CoreLogic Chief Economist Frank Nothaft said the pace of home-price gains will quicken over the next 12 months as low mortgage rates give buyers the ability to pay more for properties.
Home prices probably will increase 5.8% in the 12 months through August 2020, Nothaft said in an exclusive interview with HousingWire. That’s a faster pace than the 3.6% growth seen in August 2019 from a year earlier.
Rates for fixed mortgages will probably stay below 4% through the end of 2020, Nothaft said. Cheap financing allows homebuyers to qualify for a bigger loan because the amount they can borrow is based on their monthly payment, which drops as financing costs fall.
“We’re in a very special environment for housing demand – for the first time since at least World War II we have mortgage rates below 4% while at the same time the unemployment rate is below 4%,” Nothaft said. “That’s a golden period that will stimulate activity, and we expect sub-4 mortgage rates and sub-4 unemployment rate through at least the end of 2020.”
The trade war that’s been the main driver of a global economic slowdown won’t necessarily cause a recession in the U.S., Nothaft said. Economic activity will slow in the U.S., he said, but it probably won’t contract. A recession is defined as negative GDP for two subsequent quarters.
“The slowdown of the global economy, mainly related to the trade war, could be enough of a trigger to push the U.S. into recession, but I don’t think that will happen,” said Nothaft, who put the odds of a recession in 2020 at “one in three,” or 33%.
Nothaft said he expects U.S. GDP will grow by about 2% next year.

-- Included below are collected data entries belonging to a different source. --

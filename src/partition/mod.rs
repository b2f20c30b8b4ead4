mod state;
mod store;

pub use state::CacheGroupId;
pub use state::GroupPartitionMap;
pub use state::LocalPartition;
pub use state::LocalPartitionStates;
pub use state::PartitionFullMap;
pub use state::PartitionKey;
pub use state::PartitionState;
pub use store::PartitionSnapshot;
pub use store::PartitionStateReader;
pub use store::StoreError;

pub(crate) use store::new as new_store;
pub(crate) use store::PartitionStateWriter;
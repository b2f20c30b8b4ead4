use crate::affinity::CacheGroupConfig;
use crate::partition::{CacheGroupId, GroupPartitionMap, LocalPartitionStates, PartitionFullMap, PartitionKey, PartitionState};
use crate::topology::{NodeId, TopologySnapshot};
use std::collections::BTreeMap;

/// Two or more nodes claimed primary ownership of the same partition.
#[derive(Clone, Debug, Eq, PartialEq)]
pub struct PrimaryConflict {
    pub key: PartitionKey,
    pub contenders: Vec<NodeId>,
    pub winner: NodeId,
}

#[derive(Debug, thiserror::Error)]
pub enum MergeError {
    #[error("Partition {key} is claimed as primary by {contenders:?} and join order cannot separate them")]
    IrreconcilablePrimary {
        key: PartitionKey,
        contenders: Vec<NodeId>,
    },
}

/// Cluster-wide view assembled by the coordinator from every report.
#[derive(Debug, Default)]
pub(crate) struct MergedPartitions {
    pub partitions: PartitionFullMap,
    pub primary_claims: BTreeMap<CacheGroupId, BTreeMap<u32, NodeId>>,
    pub conflicts: Vec<PrimaryConflict>,
    pub errors: Vec<(NodeId, String)>,
}

pub(crate) fn merge_single_messages<'a, I>(
    groups: &[CacheGroupConfig],
    topology: &TopologySnapshot,
    reports: I,
) -> Result<MergedPartitions, MergeError>
where
    I: IntoIterator<Item = (&'a NodeId, &'a LocalPartitionStates)>,
{
    let mut merged = MergedPartitions::default();
    let mut claims: BTreeMap<PartitionKey, Vec<NodeId>> = BTreeMap::new();

    for group in groups {
        merged
            .partitions
            .insert(group.id.clone(), GroupPartitionMap::new(group.partitions()));
    }

    for (node, report) in reports {
        for (group_id, local) in report.groups.iter() {
            let map = match merged.partitions.get_mut(group_id) {
                Some(map) => map,
                None => {
                    merged
                        .errors
                        .push((node.clone(), format!("reported unknown cache group {}", group_id)));
                    continue;
                }
            };

            for replica in local {
                if replica.partition >= map.partitions() {
                    merged.errors.push((
                        node.clone(),
                        format!("reported partition {} beyond {} of {}", replica.partition, map.partitions(), group_id),
                    ));
                    continue;
                }
                if replica.state == PartitionState::Evicted {
                    continue;
                }

                map.set(replica.partition, node.clone(), replica.state);
                if replica.primary && replica.state.has_data() {
                    claims
                        .entry(PartitionKey::new(group_id.clone(), replica.partition))
                        .or_default()
                        .push(node.clone());
                }
            }
        }
    }

    for (key, contenders) in claims {
        let winner = resolve_claim(&key, &contenders, topology)?;
        if contenders.len() > 1 {
            merged.conflicts.push(PrimaryConflict {
                key: key.clone(),
                contenders: contenders.clone(),
                winner: winner.clone(),
            });
        }
        merged
            .primary_claims
            .entry(key.group)
            .or_default()
            .insert(key.partition, winner);
    }

    Ok(merged)
}

/// Oldest contender wins. Contenders unknown to the topology or sharing a join order cannot be ranked.
fn resolve_claim(key: &PartitionKey, contenders: &[NodeId], topology: &TopologySnapshot) -> Result<NodeId, MergeError> {
    if contenders.len() == 1 {
        return Ok(contenders[0].clone());
    }

    let mut ranked = Vec::with_capacity(contenders.len());
    for contender in contenders {
        match topology.node(contender) {
            Some(node) => ranked.push((node.order(), contender)),
            None => {
                return Err(MergeError::IrreconcilablePrimary {
                    key: key.clone(),
                    contenders: contenders.to_vec(),
                })
            }
        }
    }
    ranked.sort();

    if ranked.len() > 1 && ranked[0].0 == ranked[1].0 {
        return Err(MergeError::IrreconcilablePrimary {
            key: key.clone(),
            contenders: contenders.to_vec(),
        });
    }

    Ok(ranked[0].1.clone())
}

#[cfg(test)]
mod tests {
    use super::*;
    use crate::partition::LocalPartition;
    use crate::topology::NodeSpec;

    fn topology() -> TopologySnapshot {
        TopologySnapshot::new(
            vec![NodeSpec::server("old").admit(1), NodeSpec::server("young").admit(2)],
            None,
            true,
        )
    }

    fn report(group: &str, partitions: &[(u32, PartitionState, bool)]) -> LocalPartitionStates {
        let mut states = LocalPartitionStates::default();
        states.groups.insert(
            CacheGroupId::new(group),
            partitions
                .iter()
                .map(|(partition, state, primary)| LocalPartition {
                    partition: *partition,
                    state: *state,
                    primary: *primary,
                })
                .collect(),
        );
        states
    }

    #[test]
    fn oldest_claimant_wins_conflict() {
        let groups = vec![CacheGroupConfig::new("cache", 1)];
        let old = NodeId::new("old");
        let young = NodeId::new("young");
        let old_report = report("cache", &[(0, PartitionState::Owning, true)]);
        let young_report = report(
            "cache",
            &[(0, PartitionState::Owning, true), (1, PartitionState::Moving, false)],
        );

        let merged =
            merge_single_messages(&groups, &topology(), vec![(&young, &young_report), (&old, &old_report)]).unwrap();

        let group = CacheGroupId::new("cache");
        assert_eq!(merged.primary_claims[&group][&0], old);
        assert_eq!(merged.conflicts.len(), 1);
        assert_eq!(merged.conflicts[0].winner, old);
        assert_eq!(merged.partitions[&group].state(1, &young), Some(PartitionState::Moving));
    }

    #[test]
    fn unknown_claimant_is_irreconcilable() {
        let groups = vec![CacheGroupConfig::new("cache", 1)];
        let old = NodeId::new("old");
        let ghost = NodeId::new("ghost");
        let claim = report("cache", &[(3, PartitionState::Owning, true)]);

        let result = merge_single_messages(&groups, &topology(), vec![(&old, &claim), (&ghost, &claim)]);
        assert!(matches!(result, Err(MergeError::IrreconcilablePrimary { .. })));
    }

    #[test]
    fn unknown_groups_are_reported_not_merged() {
        let groups = vec![CacheGroupConfig::new("cache", 1)];
        let old = NodeId::new("old");
        let stray = report("other", &[(0, PartitionState::Owning, false)]);

        let merged = merge_single_messages(&groups, &topology(), vec![(&old, &stray)]).unwrap();
        assert_eq!(merged.errors.len(), 1);
        assert!(!merged.partitions[&CacheGroupId::new("cache")].has_any_data());
    }
}
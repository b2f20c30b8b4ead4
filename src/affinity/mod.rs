mod assignment;
mod calculator;
mod function;
mod rendezvous;

pub use assignment::AffinityAssignment;
pub use assignment::AssignmentSet;
pub use calculator::CacheGroupConfig;
pub use function::AffinityContext;
pub use function::AffinityFunction;
pub use rendezvous::RendezvousAffinity;

pub(crate) use calculator::ideal_assignment;
pub(crate) use calculator::is_rebalanced;
pub(crate) use calculator::late_assignment;
pub(crate) use calculator::plan_group;
pub(crate) use calculator::ready_for_late_assignment;
pub(crate) use calculator::GroupPlan;
pub(crate) use calculator::PlanInput;
#[cfg(test)]
use tokio::sync::watch;
use tokio::time::Instant;

/// Time source for exchange timers, swappable for a hand-driven one in tests.
#[async_trait::async_trait]
pub(crate) trait Clock: Clone {
    fn now(&self) -> Instant;
    async fn sleep_until(&mut self, deadline: Instant);
}

#[derive(Copy, Clone)]
pub(crate) struct RealClock;

#[async_trait::async_trait]
impl Clock for RealClock {
    fn now(&self) -> Instant {
        Instant::now()
    }

    async fn sleep_until(&mut self, deadline: Instant) {
        tokio::time::sleep_until(deadline).await;
    }
}

/// A clock that only moves when its `ManualTime` is advanced.
#[cfg(test)]
pub(crate) fn manual_clock() -> (ManualClock, ManualTime) {
    let (tx, rx) = watch::channel(Instant::now());
    (ManualClock { now: rx }, ManualTime { now: tx })
}

#[cfg(test)]
#[derive(Clone)]
pub(crate) struct ManualClock {
    now: watch::Receiver<Instant>,
}

#[cfg(test)]
#[async_trait::async_trait]
impl Clock for ManualClock {
    fn now(&self) -> Instant {
        *self.now.borrow()
    }

    async fn sleep_until(&mut self, deadline: Instant) {
        while *self.now.borrow() < deadline {
            if self.now.changed().await.is_err() {
                // Nobody can advance time anymore.
                std::future::pending::<()>().await;
            }
        }
    }
}

#[cfg(test)]
pub(crate) struct ManualTime {
    now: watch::Sender<Instant>,
}

#[cfg(test)]
impl ManualTime {
    pub(crate) fn advance(&mut self, by: tokio::time::Duration) {
        let next = *self.now.borrow() + by;
        let _ = self.now.send(next);
    }
}
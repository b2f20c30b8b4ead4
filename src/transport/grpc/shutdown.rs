use std::future::Future;
use std::pin::Pin;
use std::task::{Context, Poll};
use tokio::sync::oneshot;

/// The server stops once the handle is dropped.
pub(crate) fn shutdown_signal() -> (RpcServerShutdownHandle, RpcServerShutdownSignal) {
    let (tx, rx) = oneshot::channel();

    (RpcServerShutdownHandle { _tx: tx }, RpcServerShutdownSignal { rx })
}

pub(crate) struct RpcServerShutdownHandle {
    _tx: oneshot::Sender<()>,
}

pub(crate) struct RpcServerShutdownSignal {
    rx: oneshot::Receiver<()>,
}

impl Future for RpcServerShutdownSignal {
    type Output = ();

    fn poll(mut self: Pin<&mut Self>, cx: &mut Context<'_>) -> Poll<Self::Output> {
        // Sent or dropped, either way the server goes down.
        Pin::new(&mut self.rx).poll(cx).map(|_| ())
    }
}

#[cfg(test)]
mod tests {
    use super::*;
    use std::time::Duration;

    #[tokio::test]
    async fn dropping_handle_resolves_signal() {
        let (handle, mut signal) = shutdown_signal();

        tokio::time::timeout(Duration::from_millis(10), &mut signal)
            .await
            .expect_err("signal resolved while handle alive");

        drop(handle);
        tokio::time::timeout(Duration::from_secs(1), signal)
            .await
            .expect("signal did not resolve");
    }
}
mod in_memory;

pub use in_memory::ClusterMode;
pub use in_memory::DiscoveryError;
pub use in_memory::DiscoveryFeed;
pub use in_memory::InMemoryDiscovery;

use crate::topology::{NodeId, TopologyVersion};

/// Requests the exchange worker makes of the discovery layer. Every call results, at most, in a
/// new event on the ordered discovery feed.
#[async_trait::async_trait]
pub trait DiscoverySink: Send + Sync {
    /// `suspect` stopped answering exchange messages after every retry.
    async fn report_failed(&self, reporter: &NodeId, suspect: &NodeId);

    /// Every ideal owner caught up at `based_on`. Ignored if the topology moved since.
    async fn request_affinity_change(&self, based_on: TopologyVersion);

    /// `node` cannot continue and removes itself from the cluster.
    async fn leave(&self, node: &NodeId);
}
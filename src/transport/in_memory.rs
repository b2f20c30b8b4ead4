use crate::exchange::{ExchangeMessage, MessageKind};
use crate::topology::{ClusterNode, NodeId};
use crate::transport::{ExchangeTransport, MessageInbox, TransportError};
use std::collections::HashMap;
use std::sync::{Arc, Mutex, MutexGuard};

type DropFilter = Arc<dyn Fn(&NodeId, &NodeId, &ExchangeMessage) -> bool + Send + Sync>;

#[derive(Default)]
struct NetworkState {
    inboxes: HashMap<NodeId, MessageInbox>,
    sent: HashMap<MessageKind, u64>,
    drop_filter: Option<DropFilter>,
}

/// In-process network shared by every node of a test cluster. Counts every send by message kind,
/// including sends a drop filter then discards.
#[derive(Default)]
pub struct InMemoryNetwork {
    state: Mutex<NetworkState>,
}

impl InMemoryNetwork {
    pub fn new() -> Arc<Self> {
        Arc::new(InMemoryNetwork::default())
    }

    pub fn register(&self, inbox: MessageInbox) {
        self.lock().inboxes.insert(inbox.node().clone(), inbox);
    }

    pub fn unregister(&self, node: &NodeId) {
        self.lock().inboxes.remove(node);
    }

    pub fn sent(&self, kind: MessageKind) -> u64 {
        self.lock().sent.get(&kind).copied().unwrap_or(0)
    }

    pub fn reset_counters(&self) {
        self.lock().sent.clear();
    }

    /// Messages for which `filter(from, to, message)` returns true are silently lost.
    pub fn drop_messages<F>(&self, filter: F)
    where
        F: Fn(&NodeId, &NodeId, &ExchangeMessage) -> bool + Send + Sync + 'static,
    {
        self.lock().drop_filter = Some(Arc::new(filter));
    }

    pub fn deliver_all(&self) {
        self.lock().drop_filter = None;
    }

    fn lock(&self) -> MutexGuard<'_, NetworkState> {
        self.state.lock().expect("InMemoryNetwork mutex guard poison")
    }
}

#[async_trait::async_trait]
impl ExchangeTransport for InMemoryNetwork {
    async fn send(&self, to: &ClusterNode, message: ExchangeMessage) -> Result<(), TransportError> {
        let inbox = {
            let mut state = self.lock();
            *state.sent.entry(message.kind()).or_insert(0) += 1;

            let dropped = state
                .drop_filter
                .as_ref()
                .map(|filter| filter(message.sender(), to.id(), &message))
                .unwrap_or(false);
            if dropped {
                return Ok(());
            }

            state
                .inboxes
                .get(to.id())
                .cloned()
                .ok_or_else(|| TransportError::UnknownNode(to.id().clone()))?
        };

        inbox.deliver(message).await
    }
}

#[cfg(test)]
mod tests {
    use super::*;
    use crate::actor::{ActorClient, Event};
    use crate::exchange::{ExchangeId, FullAck};
    use crate::topology::{NodeSpec, TopologyVersion};

    fn ack(from: &str) -> ExchangeMessage {
        ExchangeMessage::FullAck(FullAck {
            sender: NodeId::new(from),
            exchange_id: ExchangeId::new(TopologyVersion::new(1, 0)),
        })
    }

    #[tokio::test]
    async fn counts_and_delivers() {
        let network = InMemoryNetwork::new();
        let (actor_client, mut rx) = ActorClient::new(4);
        network.register(MessageInbox::new(NodeId::new("b"), actor_client.weak()));
        let b = NodeSpec::server("b").admit(2);

        network.send(&b, ack("a")).await.unwrap();
        assert!(matches!(rx.recv().await, Some(Event::Message(ExchangeMessage::FullAck(_)))));
        assert_eq!(network.sent(MessageKind::FullAck), 1);
        assert_eq!(network.sent(MessageKind::Single), 0);

        network.reset_counters();
        assert_eq!(network.sent(MessageKind::FullAck), 0);
    }

    #[tokio::test]
    async fn filtered_messages_are_counted_but_lost() {
        let network = InMemoryNetwork::new();
        let (actor_client, mut rx) = ActorClient::new(4);
        network.register(MessageInbox::new(NodeId::new("b"), actor_client.weak()));
        let b = NodeSpec::server("b").admit(2);

        network.drop_messages(|from, _, _| from.as_str() == "a");
        network.send(&b, ack("a")).await.unwrap();
        network.send(&b, ack("c")).await.unwrap();

        match rx.recv().await {
            Some(Event::Message(message)) => assert_eq!(message.sender(), &NodeId::new("c")),
            other => panic!("Unexpected event {:?}", other),
        }
        assert_eq!(network.sent(MessageKind::FullAck), 2);

        let unknown = NodeSpec::server("z").admit(9);
        assert!(matches!(
            network.send(&unknown, ack("c")).await,
            Err(TransportError::UnknownNode(_))
        ));
    }
}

“That’s sufficient to create jobs and keep the unemployment rate below 4%,” he said.
The impeachment inquiry Congress opened last week probably won’t have an effect on mortgage rates, Nothaft said. Though, if it does, it might lead to rates going even lower, he said.
“If it leads to some sort of crisis, that’s going to lead to a flight to quality in the capital markets, and perhaps a big downturn in the stock market that could be negative for the overall economy,” Nothaft said.
When investors start looking for assets they perceive to be “safe harbors,” it often benefits home-loan rates by increasing competition among bond investors. However, the event that caused that so-called flight to safety could damage the economy and stall the jobs market, which would limit the number of people able to qualify for a home loan.
“It’s possible that a year from now there could be a full-blown crisis in the Middle East that’s going to cause oil prices to skyrocket and trigger a recession, but absent something like that, we see a real golden period for housing through at least the next year,” Nothaft said.